Grosse Verunsicherung verbreiten die Meldungen über mangelhafte Brustimplantate der französischen Firma PIP (Poly Implant Prothése). Einzelne Medien (Le Matin) verfallen sogar der Hysterie und sprechen von Todesfällen…

Die Problematik ist so intensiv, dass internationale und länderspezifische Expertengruppen gebildet wurden, um die Qualitätsmängel und die daraus folgenden Therapieforderungen festzustellen.

Betroffen sind nur die Produkte der Firma PIP! Als weiterhin unbedenklich gelten Implantate der Marken Natrelle/McGhan, Mentor, Eurosilicon, Silimed u.a.
PIP-Implantate wurden in der Schweiz selten eingesetzt, vornehmlich in der Westschweiz. Wir gehen derzeit von etwa 250 Fällen aus. Es ist jedoch unklar, wie viele Schweizer Frauen sich im Ausland haben behandeln lassen (z.B. Tschechei). Dass in der Schweiz doch so wenige betroffen sind, zeigt das Qualitätsbewusstsein der Plastischen Chirurgen!
In meiner Praxis wurden diese Billigprodukte ebenfalls zu keiner Zeit verwendet!

Die Mängel der PIP-Implantate liegen sowohl bei der Implantat-Hülle wie auch deren Inhalt. Die Hüllen wurden zu dünn ausgelegt. Hauptsächlich aber verursacht das seit 2005 regelmässig verwendete industrielle Silicon (anstatt für medizinische Zwecke zugelassenes) Kopfzerbrechen.
Das industrielle Silicon ist aus kleineren Molekülketten zusammengesetzt. Es kann dadurch in die Implantat-Hülle eindringen und diese aufweichen. So kommt es zur Erhöhung der Gefahr des Platzens des Implantates und Austrittes des Silicons. Diese erhöhte Rupturrate hat 2010 dazu geführt, dass die ganze Misere aufgedeckt wurde.

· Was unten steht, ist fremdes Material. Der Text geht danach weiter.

//! File-and-line source locations.

use crate::file_id::FileId;
use serde::{Deserialize, Serialize};
use std::fmt;
use std::path::PathBuf;

/// A source location: a file and a 1-based line number.
///
/// Line `0` means the producer did not record a line.
#[derive(Clone, Copy, PartialEq, Eq, Hash, Debug, Serialize, Deserialize)]
pub struct Loc {
    /// The file this location belongs to.
    pub file: FileId,
    /// 1-based line number, or 0 when unknown.
    pub line: u32,
}

impl Loc {
    /// Location of synthesized nodes.
    pub const DUMMY: Loc = Loc {
        file: FileId::DUMMY,
        line: 0,
    };

    /// Creates a location.
    pub fn new(file: FileId, line: u32) -> Self {
        Self { file, line }
    }

    /// Returns `true` if this is [`Loc::DUMMY`] or points into no file.
    pub fn is_dummy(&self) -> bool {
        self.file == FileId::DUMMY
    }
}

impl Default for Loc {
    fn default() -> Self {
        Self::DUMMY
    }
}

/// A [`Loc`] with its file resolved to a path, ready for display.
#[derive(Clone, Debug, PartialEq, Eq)]
pub struct ResolvedLoc {
    /// Path of the source file.
    pub path: PathBuf,
    /// 1-based line number, or 0 when unknown.
    pub line: u32,
}

impl fmt::Display for ResolvedLoc {
    fn fmt(&self, f: &mut fmt::Formatter<'_>) -> fmt::Result {
        if self.line == 0 {
            write!(f, "{}", self.path.display())
        } else {
            write!(f, "{}:{}", self.path.display(), self.line)
        }
    }
}
//! Declaration lowering: ports, nets, variables, and parameters.
//!
//! Ranges land in [`DeclInfo`](strata_ast::DeclInfo) rather than as children;
//! the flattener decides later whether they stay as written or collapse into a
//! single vector.

use strata_ast::{NodeId, NodeKind};
use strata_common::StrataResult;
use strata_db::{Direction, IntProp, NetType, ObjHandle, ObjectKind, Relation, Value};

use super::expr::const_from_value;
use super::typespec::{apply_typespec, lower_ranges};
use super::{def_name, lower_rel, make_node, obj_name};
use crate::context::LowerCtx;
use crate::merge::place_default_assign;

/// Frames that decide where a variable's default value goes.
const DEFAULT_SCOPES: &[NodeKind] = &[
    NodeKind::Module,
    NodeKind::Interface,
    NodeKind::GenBlock,
    NodeKind::Function,
    NodeKind::Task,
    NodeKind::Block,
    NodeKind::For,
    NodeKind::Always,
    NodeKind::Initial,
];

fn set_direction(ctx: &mut LowerCtx<'_>, node: NodeId, h: ObjHandle) {
    let dir = ctx.db.get_int(IntProp::Direction, h).and_then(Direction::from_code);
    let flags = &mut ctx.ast.node_mut(node).flags;
    match dir {
        Some(Direction::Input) => flags.is_input = true,
        Some(Direction::Output) => flags.is_output = true,
        Some(Direction::Inout) => {
            flags.is_input = true;
            flags.is_output = true;
        }
        _ => {}
    }
}

fn set_fixed_width(ctx: &mut LowerCtx<'_>, node: NodeId, width: i64, signed: bool, h: ObjHandle) {
    let range = ctx.ast.mk_range(width - 1, 0, ctx.loc(h));
    let n = ctx.ast.node_mut(node);
    n.decl.packed.push(range);
    n.flags.is_signed |= signed;
}

/// The object a reference stands for, or the object itself.
fn actual_of(ctx: &LowerCtx<'_>, h: ObjHandle) -> ObjHandle {
    match ctx.db.kind(h) {
        ObjectKind::RefObj | ObjectKind::RefVar => ctx.db.resolve(Relation::Actual, h).unwrap_or(h),
        _ => h,
    }
}

/// Applies the type of declaration object `h` to `node`: its typespec when
/// present, otherwise the ranges the object carries itself.
pub fn apply_object_type(ctx: &mut LowerCtx<'_>, node: NodeId, h: ObjHandle) -> StrataResult<()> {
    if ctx.db.flag(IntProp::Signed, h) {
        ctx.ast.node_mut(node).flags.is_signed = true;
    }
    if let Some(ts) = ctx.db.resolve(Relation::Typespec, h) {
        return apply_typespec(ctx, node, ts, "declaration");
    }
    match ctx.db.kind(h) {
        ObjectKind::ArrayNet | ObjectKind::ArrayVar => {
            let outer = lower_ranges(ctx, Relation::UnpackedRanges, h)?;
            ctx.ast.node_mut(node).decl.unpacked.extend(outer);
            let elem_rel = if ctx.db.kind(h) == ObjectKind::ArrayNet {
                Relation::Nets
            } else {
                Relation::Regs
            };
            if let Some(elem) = ctx.db.iterate(elem_rel, h).first().copied() {
                apply_object_type(ctx, node, elem)?;
            }
        }
        ObjectKind::PackedArrayNet | ObjectKind::PackedArrayVar => {
            let outer = lower_ranges(ctx, Relation::Ranges, h)?;
            ctx.ast.node_mut(node).decl.packed.extend(outer);
            if let Some(elem) = ctx.db.iterate(Relation::Elements, h).first().copied() {
                apply_object_type(ctx, node, elem)?;
            }
        }
        _ => {
            let ranges = lower_ranges(ctx, Relation::Ranges, h)?;
            ctx.ast.node_mut(node).decl.packed.extend(ranges);
        }
    }
    Ok(())
}

/// Lowers a module or interface port.
///
/// Ports bound to an interface or modport become INTERFACEPORT; everything
/// else becomes a WIRE with a direction and a port id.
pub fn process_port(ctx: &mut LowerCtx<'_>, h: ObjHandle) -> StrataResult<Option<NodeId>> {
    let actual = ctx.db.resolve(Relation::LowConn, h).map(|l| actual_of(ctx, l));
    if let Some(a) = actual {
        let iface = match ctx.db.kind(a) {
            ObjectKind::Interface => Some(def_name(ctx, a)),
            ObjectKind::Modport => {
                let owner = ctx
                    .db
                    .resolve(Relation::Parent, a)
                    .map(|p| def_name(ctx, p))
                    .unwrap_or_default();
                Some(format!("{owner}.{}", obj_name(ctx, a)))
            }
            _ => None,
        };
        if let Some(type_name) = iface {
            let port = make_node(ctx, NodeKind::InterfacePort, h);
            let ty = ctx.ast.mk_named(NodeKind::InterfacePortType, &type_name, ctx.loc(h));
            ctx.ast.push_child(port, ty);
            return Ok(Some(port));
        }
    }

    let wire = make_node(ctx, NodeKind::Wire, h);
    set_direction(ctx, wire, h);
    let id = ctx.alloc_port_id();
    ctx.ast.node_mut(wire).port_id = id;
    match (ctx.db.resolve(Relation::Typespec, h), actual) {
        (Some(ts), _) => apply_typespec(ctx, wire, ts, "port")?,
        (None, Some(a)) if ctx.db.kind(a).is_net() || ctx.db.kind(a).is_variable() => {
            apply_object_type(ctx, wire, a)?
        }
        _ => {}
    }
    if actual.is_some_and(|a| ctx.db.kind(a).is_variable()) {
        ctx.ast.node_mut(wire).flags.is_reg = true;
    }
    Ok(Some(wire))
}

/// Lowers a modport member or a task/function argument.
pub fn process_io_decl(ctx: &mut LowerCtx<'_>, h: ObjHandle) -> StrataResult<Option<NodeId>> {
    let in_modport = ctx.frames.find_ancestor(&ctx.ast, &[NodeKind::Modport]).is_some();
    let kind = if in_modport {
        NodeKind::ModportMember
    } else {
        NodeKind::Wire
    };
    let node = make_node(ctx, kind, h);
    set_direction(ctx, node, h);
    if !in_modport {
        apply_object_type(ctx, node, h)?;
    }
    Ok(Some(node))
}

/// Lowers a net declaration.
pub fn process_net(ctx: &mut LowerCtx<'_>, h: ObjHandle) -> StrataResult<Option<NodeId>> {
    let wire = make_node(ctx, NodeKind::Wire, h);
    if ctx.db.get_int(IntProp::NetType, h).and_then(NetType::from_code) == Some(NetType::Reg) {
        ctx.ast.node_mut(wire).flags.is_reg = true;
    }
    apply_object_type(ctx, wire, h)?;
    Ok(Some(wire))
}

/// Lowers a variable declaration.
///
/// Built-in integer types get their fixed widths. A default value is
/// assigned in the unit's INITIAL block when the variable is declared at unit
/// level; locals are handled by [`local_default`].
pub fn process_variable(ctx: &mut LowerCtx<'_>, h: ObjHandle) -> StrataResult<Option<NodeId>> {
    let wire = make_node(ctx, NodeKind::Wire, h);
    ctx.ast.node_mut(wire).flags.is_reg = true;
    match ctx.db.kind(h) {
        ObjectKind::IntVar | ObjectKind::IntegerVar => set_fixed_width(ctx, wire, 32, true, h),
        ObjectKind::ShortIntVar => set_fixed_width(ctx, wire, 16, true, h),
        ObjectKind::LongIntVar => set_fixed_width(ctx, wire, 64, true, h),
        ObjectKind::ByteVar => set_fixed_width(ctx, wire, 8, true, h),
        ObjectKind::RealVar => set_fixed_width(ctx, wire, 64, true, h),
        ObjectKind::StringVar => {
            ctx.ast.node_mut(wire).flags.is_string = true;
            let init_len = ctx
                .db
                .resolve(Relation::Expr, h)
                .and_then(|e| match ctx.db.get_value(e) {
                    Some(Value::Str(s)) if !s.is_empty() => Some(s.len() as i64),
                    _ => None,
                });
            match init_len {
                Some(len) => set_fixed_width(ctx, wire, 8 * len, false, h),
                None => set_fixed_width(ctx, wire, 65, false, h),
            }
        }
        kind => {
            if kind == ObjectKind::LogicVar {
                ctx.ast.node_mut(wire).flags.is_logic = true;
            }
            apply_object_type(ctx, wire, h)?;
        }
    }
    if ctx.db.flag(IntProp::Signed, h) {
        ctx.ast.node_mut(wire).flags.is_signed = true;
    }

    let unit = ctx
        .frames
        .find_ancestor(&ctx.ast, DEFAULT_SCOPES)
        .filter(|&n| matches!(ctx.ast.kind(n), NodeKind::Module | NodeKind::Interface | NodeKind::GenBlock));
    if let Some(unit) = unit {
        if let Some(expr) = lower_rel(ctx, Relation::Expr, h)? {
            let name = ctx.ast.node(wire).name;
            let loc = ctx.loc(h);
            place_default_assign(&mut ctx.ast, unit, name, expr, loc)?;
        }
    }
    Ok(Some(wire))
}

/// The initializing assignment of a variable declared inside a block,
/// function, or task.
pub fn local_default(ctx: &mut LowerCtx<'_>, h: ObjHandle) -> StrataResult<Option<NodeId>> {
    if !ctx.db.kind(h).is_variable() {
        return Ok(None);
    }
    let Some(expr) = lower_rel(ctx, Relation::Expr, h)? else {
        return Ok(None);
    };
    let loc = ctx.loc(h);
    let target = ctx.ast.mk_ident(&obj_name(ctx, h), loc);
    Ok(Some(ctx.ast.mk_with(NodeKind::AssignEq, loc, vec![target, expr])))
}

fn param_kind(ctx: &LowerCtx<'_>, h: ObjHandle) -> NodeKind {
    if ctx.db.flag(IntProp::LocalParam, h) {
        NodeKind::Localparam
    } else {
        NodeKind::Parameter
    }
}

fn param_value(ctx: &mut LowerCtx<'_>, h: ObjHandle) -> StrataResult<Option<NodeId>> {
    if let Some(value) = ctx.db.get_value(h).cloned() {
        if let Some(c) = const_from_value(ctx, &value, h) {
            return Ok(Some(c));
        }
    }
    lower_rel(ctx, Relation::Expr, h)
}

/// Lowers a parameter declaration with its default value.
pub fn process_parameter(ctx: &mut LowerCtx<'_>, h: ObjHandle) -> StrataResult<Option<NodeId>> {
    let kind = param_kind(ctx, h);
    let node = make_node(ctx, kind, h);
    if let Some(ts) = ctx.db.resolve(Relation::Typespec, h) {
        apply_typespec(ctx, node, ts, "parameter")?;
    }
    if let Some(value) = param_value(ctx, h)? {
        ctx.ast.push_child(node, value);
    }
    Ok(Some(node))
}

/// Lowers a parameter assignment into the parameter it assigns.
pub fn process_param_assign(ctx: &mut LowerCtx<'_>, h: ObjHandle) -> StrataResult<Option<NodeId>> {
    let Some(lhs) = ctx.db.resolve(Relation::Lhs, h) else {
        ctx.report_unhandled(h);
        return Ok(None);
    };
    let kind = param_kind(ctx, lhs);
    let name = obj_name(ctx, lhs);
    let node = ctx.ast.mk_named(kind, &name, ctx.loc(h));
    ctx.frames.set_current(node);
    if let Some(ts) = ctx.db.resolve(Relation::Typespec, lhs) {
        apply_typespec(ctx, node, ts, "parameter")?;
    }
    match lower_rel(ctx, Relation::Rhs, h)? {
        Some(value) => ctx.ast.push_child(node, value),
        None => {
            if let Some(value) = param_value(ctx, lhs)? {
                ctx.ast.push_child(node, value);
            }
        }
    }
    Ok(Some(node))
}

Selbstverständlich ist die Verwendung des Industrie-Silicons nur aus Geldgier moralisch höchst verwerflich, dennoch liegen derzeit keine handfesten Beweise dafür vor, dass von diesem Material eine akute Gefahr z.B. für eine Krebsauslösung ausgeht! Hingegen können durch dieses Silicon entzündliche Gewebereaktionen ausgelöst werden.
So ist die offizielle Haltung der nationalen medizinischen Kontrollstellen (CH: Swissmedic) bezüglich einer prophylaktischen Entfernung der PIP-Implantate ohne Zeichen für einen Defekt oder Entzündung sehr zurückhaltend.

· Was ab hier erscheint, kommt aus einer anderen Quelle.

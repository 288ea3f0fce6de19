//! Assignment patterns (`'{...}`) and their tagged elements.
//!
//! A tagged element `field: value` lowers to an assignment of `value` to the
//! matching part of the enclosing target. The pattern itself then keeps only
//! the positional elements, or for a struct-typed parameter, all element
//! values in the declared field order.

use strata_ast::{NodeId, NodeKind};
use strata_common::StrataResult;
use strata_db::{ObjHandle, ObjectKind, OpType, Relation};

use super::{lower_each, lower_required, obj_name};
use super::typespec::struct_type_of;
use crate::context::LowerCtx;

const ASSIGN_KINDS: &[NodeKind] = &[NodeKind::Assign, NodeKind::AssignEq, NodeKind::AssignLe];

/// Nodes that can take the element assignments split out of a pattern.
const STATEMENT_SCOPES: &[NodeKind] = &[
    NodeKind::Block,
    NodeKind::Always,
    NodeKind::Initial,
    NodeKind::GenBlock,
    NodeKind::Module,
    NodeKind::Interface,
    NodeKind::Package,
];

fn is_assign(ctx: &LowerCtx<'_>, node: NodeId) -> bool {
    ASSIGN_KINDS.contains(&ctx.ast.kind(node))
}

/// Field names of the struct type of the parameter being assigned, in
/// declaration order.
fn param_fields(ctx: &LowerCtx<'_>) -> Vec<String> {
    let Some(decl) = ctx.frames.find_handle(&[ObjectKind::ParamAssign, ObjectKind::Parameter]) else {
        return Vec::new();
    };
    let param = match ctx.db.kind(decl) {
        ObjectKind::ParamAssign => match ctx.db.resolve(Relation::Lhs, decl) {
            Some(p) => p,
            None => return Vec::new(),
        },
        _ => decl,
    };
    match struct_type_of(ctx, param) {
        Some(ts) => ctx
            .db
            .iterate(Relation::Members, ts)
            .into_iter()
            .map(|m| obj_name(ctx, m))
            .collect(),
        None => Vec::new(),
    }
}

/// The field an element assignment targets: the name of the DOT on its
/// target, if any.
fn element_field(ctx: &LowerCtx<'_>, assign: NodeId) -> Option<String> {
    let target = *ctx.ast.children(assign).first()?;
    let dot = ctx.ast.find_child_kind(target, NodeKind::Dot)?;
    Some(ctx.ast.name_of(dot).to_string())
}

/// Lowers `'{...}` and `'{n{...}}`.
pub fn lower_assignment_pattern(ctx: &mut LowerCtx<'_>, h: ObjHandle, op: OpType) -> StrataResult<Option<NodeId>> {
    let loc = ctx.loc(h);
    let ops = lower_each(ctx, Relation::Operands, h)?;

    if op == OpType::MultiAssignmentPattern {
        let Some((&count, rest)) = ops.split_first() else {
            ctx.report_unhandled(h);
            return Ok(None);
        };
        let items = rest.iter().rev().copied().collect();
        let concat = ctx.ast.mk_with(NodeKind::Concat, loc, items);
        return Ok(Some(ctx.ast.mk_with(NodeKind::Replicate, loc, vec![count, concat])));
    }

    let in_param = ctx
        .frames
        .find_ancestor(&ctx.ast, &[NodeKind::Parameter, NodeKind::Localparam])
        .is_some();
    if in_param {
        let fields = param_fields(ctx);
        let mut positional = Vec::new();
        let mut ordered = Vec::new();
        for node in ops {
            if !is_assign(ctx, node) {
                positional.push(node);
                continue;
            }
            let pos = element_field(ctx, node)
                .and_then(|f| fields.iter().position(|name| *name == f))
                .unwrap_or(fields.len());
            if let Some(&value) = ctx.ast.children(node).get(1) {
                ordered.push((pos, value));
            }
        }
        ordered.sort_by_key(|&(pos, _)| pos);
        positional.extend(ordered.into_iter().map(|(_, v)| v));
        return Ok(Some(ctx.ast.mk_with(NodeKind::Concat, loc, positional)));
    }

    let (assignments, mut values): (Vec<NodeId>, Vec<NodeId>) = ops.into_iter().partition(|&n| is_assign(ctx, n));
    values.reverse();
    let concat = ctx.ast.mk_with(NodeKind::Concat, loc, values.clone());
    if assignments.is_empty() {
        return Ok(Some(concat));
    }

    let scope = ctx.frames.find_ancestor(&ctx.ast, STATEMENT_SCOPES);
    let enclosing = ctx.frames.find_ancestor(&ctx.ast, ASSIGN_KINDS);
    let mut rest = assignments.as_slice();
    let mut result = concat;
    if values.is_empty() {
        // the first element assignment takes over the enclosing one
        if let (Some(assign), Some((&first, tail))) = (enclosing, assignments.split_first()) {
            if let &[target, value] = ctx.ast.children(first) {
                if let Some(&old) = ctx.ast.children(assign).first() {
                    ctx.ast.replace_child(assign, old, target);
                }
                result = value;
                rest = tail;
            }
        }
    }
    match scope {
        Some(scope) => {
            for &a in rest {
                ctx.ast.push_child(scope, a);
            }
        }
        None if !rest.is_empty() => ctx.report_unhandled(h),
        None => {}
    }
    Ok(Some(result))
}

/// Lowers `field: value` (or `index: value`) into an assignment to that part
/// of the enclosing target.
pub fn process_tagged_pattern(ctx: &mut LowerCtx<'_>, h: ObjHandle) -> StrataResult<Option<NodeId>> {
    let loc = ctx.loc(h);
    let enclosing = ctx.frames.find_ancestor(&ctx.ast, ASSIGN_KINDS);
    let (kind, target) = match enclosing.and_then(|a| ctx.ast.children(a).first().copied().map(|t| (a, t))) {
        Some((assign, t)) => (ctx.ast.kind(assign), ctx.ast.clone_subtree(t)),
        None => {
            let decl = ctx.frames.find_ancestor(
                &ctx.ast,
                &[NodeKind::Wire, NodeKind::Memory, NodeKind::Parameter, NodeKind::Localparam],
            );
            let Some(decl) = decl else {
                ctx.report_unhandled(h);
                return Ok(None);
            };
            let name = ctx.ast.node(decl).name;
            (NodeKind::Assign, ctx.ast.mk_ident_id(name, loc))
        }
    };

    if let Some(ts) = ctx.db.resolve(Relation::Typespec, h) {
        match ctx.db.kind(ts) {
            ObjectKind::StringTypespec => {
                let field = obj_name(ctx, ts);
                if field != "default" {
                    let dot = ctx.ast.mk_named(NodeKind::Dot, &field, loc);
                    ctx.ast.push_child(target, dot);
                }
            }
            ObjectKind::IntegerTypespec => {
                if let Some(index) = ctx.db.get_value(ts).and_then(|v| v.as_int()) {
                    let i = ctx.ast.mk_const_int(index, loc);
                    let range = ctx.ast.mk_range_of(i, None, loc);
                    ctx.ast.push_child(target, range);
                }
            }
            _ => {}
        }
    }

    let Some(value) = lower_required(ctx, Relation::Pattern, h)? else {
        return Ok(None);
    };
    Ok(Some(ctx.ast.mk_with(kind, loc, vec![target, value])))
}
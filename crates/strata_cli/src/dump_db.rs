//! `strata dump-db`: validate a design database and print it back as
//! normalized JSON.

use std::path::Path;

use strata_db::MemDb;

use crate::GlobalArgs;

/// Runs the `strata dump-db` command.
pub fn run(design: &str, global: &GlobalArgs) -> Result<i32, Box<dyn std::error::Error>> {
    let db = MemDb::load(Path::new(design))?;
    println!("{}", db.to_json()?);
    if !global.quiet {
        eprintln!("   Validated {} object(s)", db.len());
    }
    Ok(0)
}

#[cfg(test)]
mod tests {
    use super::*;
    use std::fs;
    use strata_db::ObjectKind;
    use tempfile::TempDir;

    fn global() -> GlobalArgs {
        GlobalArgs {
            quiet: true,
            color: false,
            config: None,
        }
    }

    #[test]
    fn valid_database_dumps() {
        let mut db = MemDb::new();
        let design = db.obj(ObjectKind::Design).name("d").finish();
        db.set_root(design);
        let tmp = TempDir::new().unwrap();
        let path = tmp.path().join("d.json");
        fs::write(&path, db.to_json().unwrap()).unwrap();
        assert_eq!(run(&path.display().to_string(), &global()).unwrap(), 0);
    }

    #[test]
    fn missing_root_is_rejected() {
        let mut db = MemDb::new();
        db.obj(ObjectKind::Module).name("m").finish();
        let tmp = TempDir::new().unwrap();
        let path = tmp.path().join("d.json");
        fs::write(&path, db.to_json().unwrap()).unwrap();
        assert!(run(&path.display().to_string(), &global()).is_err());
    }

    #[test]
    fn missing_file_is_rejected() {
        let tmp = TempDir::new().unwrap();
        let path = tmp.path().join("absent.json");
        assert!(run(&path.display().to_string(), &global()).is_err());
    }
}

Das heisst, dass bei uns in der Schweiz die Krankenkassen die Operationskosten für die Implantat-Entfernung in diesen Fällen (noch) nicht übernehmen. Es wird empfohlen, alle halbe Jahr eine ärztliche Kontrolle durchzuführen, allenfalls verbunden mit einer Ultraschall- oder auch Magnetresonanz-Untersuchung.
Wird ein Implantat-Defekt festgestellt, liegt eine sogenannte Kapselfibrose (schmerzhafte Verhärtung) oder bestehen Entzündungszeichen, so erfolgt eine Kostenübernahme der Operation durch die Krankenkasse. Es ist aber empfehlen, ein Kostengutsprachegesuch an die Kasse zu senden.
Die Kosten für allfällig neue Implantate muss die Patientin in jedem Fall selber tragen!

Wichtig ist, dass sich betroffene Frauen bei einem Facharzt für Plastische Chirurgie melden. Einerseits geht es selbstverständlich um die Kontrolle, andererseits aber auch um die Erfassung des „Falles“. Nur so kann das Ausmass des Schadens erfasst und die richtigen Massnahmen formuliert werden.